Gugus Tugas ini kemudian berganti nama menjadi Satgas Penanganan Covid 19 dan sekarang berada di bawah Kemenko Perekonomian. Lagi-lagi tidak melibatkan Kementerian Kesehatan.

Jelas menunjukkan bahwa Pemerintah memandang pandemi lebih sebagai urusan keuangan negara dan bukan pada kesehatan rakyat.

Krisis kepemimpinan nasional sepertinya akan terus berlanjut. Di pilkada Desember mendatang, sejumlah kandidat pilkada sudah ditetapkan. Di antaranya adalah anak keponakan dan kerabat dari politisi, menteri hingga presiden Jokowi.

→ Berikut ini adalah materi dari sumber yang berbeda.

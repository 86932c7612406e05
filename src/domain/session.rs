//! In-process chat session owning a single conversation

use futures::StreamExt;
use tracing::instrument;

use crate::domain::chat::Conversation;
use crate::domain::citation::Citation;
use crate::domain::error::DomainError;
use crate::domain::orchestrator::ConversationOrchestrator;

/// One interactive session: one conversation, one turn at a time.
///
/// The user message is recorded before dispatch; the assistant message is
/// recorded only when the turn succeeds, so a failed turn leaves the last
/// user message unanswered rather than half-answered.
#[derive(Debug)]
pub struct ChatSession<'a> {
    orchestrator: &'a ConversationOrchestrator,
    conversation: Conversation,
}

impl<'a> ChatSession<'a> {
    pub fn new(orchestrator: &'a ConversationOrchestrator) -> Self {
        Self {
            orchestrator,
            conversation: Conversation::new(),
        }
    }

    pub fn conversation(&self) -> &Conversation {
        &self.conversation
    }

    /// Submit a question and record the exchanged messages
    #[instrument(skip(self))]
    pub async fn submit(&mut self, question: &str) -> Result<Vec<Citation>, DomainError> {
        // history sent to the model excludes the question being asked
        let history = self.conversation.messages().to_vec();
        self.conversation.push_user(question);

        let outcome = self.orchestrator.answer(question, &history).await?;
        self.conversation.push_assistant(&outcome.response);

        Ok(outcome.citations)
    }

    /// Submit a question, draining the fragment stream into the history
    #[instrument(skip(self))]
    pub async fn submit_streaming(&mut self, question: &str) -> Result<Vec<Citation>, DomainError> {
        let history = self.conversation.messages().to_vec();
        self.conversation.push_user(question);

        let answer = self.orchestrator.answer_stream(question, &history).await?;

        let mut response = String::new();
        let mut fragments = answer.fragments;
        while let Some(fragment) = fragments.next().await {
            response.push_str(&fragment?);
        }

        self.conversation.push_assistant(response);
        Ok(answer.citations)
    }

    /// Drop the history and start over from the greeting
    pub fn clear(&mut self) {
        self.conversation.clear();
    }
}

#[cfg(test)]
mod tests {
    use std::sync::Arc;

    use crate::domain::chat::{GREETING, Message};
    use crate::domain::citation::CitationExtractor;
    use crate::domain::generation::mock::MockAnswerGenerator;
    use crate::domain::prompt::PromptComposer;
    use crate::domain::retrieval::mock::MockRetriever;
    use crate::domain::storage::{DEFAULT_PRESIGN_TTL, mock::InMemoryDocumentStore};

    use super::*;

    fn orchestrator(generator: MockAnswerGenerator) -> ConversationOrchestrator {
        ConversationOrchestrator::new(
            Arc::new(MockRetriever::with_passages(Vec::new())),
            PromptComposer::new("criteria"),
            Arc::new(generator),
            CitationExtractor::new(Arc::new(InMemoryDocumentStore::new()), DEFAULT_PRESIGN_TTL),
        )
    }

    #[tokio::test]
    async fn test_successful_turn_records_both_messages() {
        let orchestrator = orchestrator(MockAnswerGenerator::with_answer("Friday."));
        let mut session = ChatSession::new(&orchestrator);

        session.submit("When is the deadline?").await.unwrap();

        let messages = session.conversation().messages();
        assert_eq!(messages.len(), 3);
        assert_eq!(messages[0], Message::assistant(GREETING));
        assert_eq!(messages[1], Message::user("When is the deadline?"));
        assert_eq!(messages[2], Message::assistant("Friday."));
    }

    #[tokio::test]
    async fn test_failed_turn_keeps_user_message_only() {
        let orchestrator = orchestrator(MockAnswerGenerator::failing());
        let mut session = ChatSession::new(&orchestrator);

        let result = session.submit("When is the deadline?").await;
        assert!(result.is_err());

        let messages = session.conversation().messages();
        assert_eq!(messages.len(), 2);
        assert_eq!(messages[1], Message::user("When is the deadline?"));
    }

    #[tokio::test]
    async fn test_streaming_turn_records_full_answer() {
        let orchestrator = orchestrator(MockAnswerGenerator::with_fragments(vec!["Fri", "day."]));
        let mut session = ChatSession::new(&orchestrator);

        session.submit_streaming("When is the deadline?").await.unwrap();

        let messages = session.conversation().messages();
        assert_eq!(messages[2], Message::assistant("Friday."));
    }

    #[tokio::test]
    async fn test_clear_resets_to_greeting() {
        let orchestrator = orchestrator(MockAnswerGenerator::with_answer("Friday."));
        let mut session = ChatSession::new(&orchestrator);

        session.submit("When is the deadline?").await.unwrap();
        session.clear();

        assert_eq!(
            session.conversation().messages(),
            &[Message::assistant(GREETING)]
        );
    }
}
pub mod ask;
pub mod documents;
pub mod health;
pub mod router;
pub mod state;
pub mod types;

Di sisi lain, ada kemungkinan akan muncul kandidat versus kotak kosong. Artinya, partai politik di level nasional maupun level daerah tidak mampu memunculkan alternatif calon pemimpin lokal yang baru.

Partai politik juga terjebak dalam UU Pilkada yaitu 'yang dapat memajukan calon adalah parpol atau koalisi parpol yang memiliki kursi 20%' di parlemen daerah.

Kemunculan calon independen lebih banyak pada keinginan pribadi atau kelompok ingin ikut berkompetisi dalam pilkada atau justru memecah suara, dan bukan dorongan kuat masyarakat yang 'gerah' dengan situasi politik dan tidak mau terkotak-kotakkan oleh kepentingan partai politik.

Pembangunan dinasti politik semacam ini menghambat rotasi elit politik baru. Padahal rotasi atau sirkulasi elit politik lokal adalah salah satu syarat bagi terwujudnya iklim demokrasi yang sehat dan estafet kepemimpinan nasional di masa mendatang.

(Direktur Eksekutif ForDE (Forum on Democracy and Election), pemantau pemilu di beberapa negara Asia.)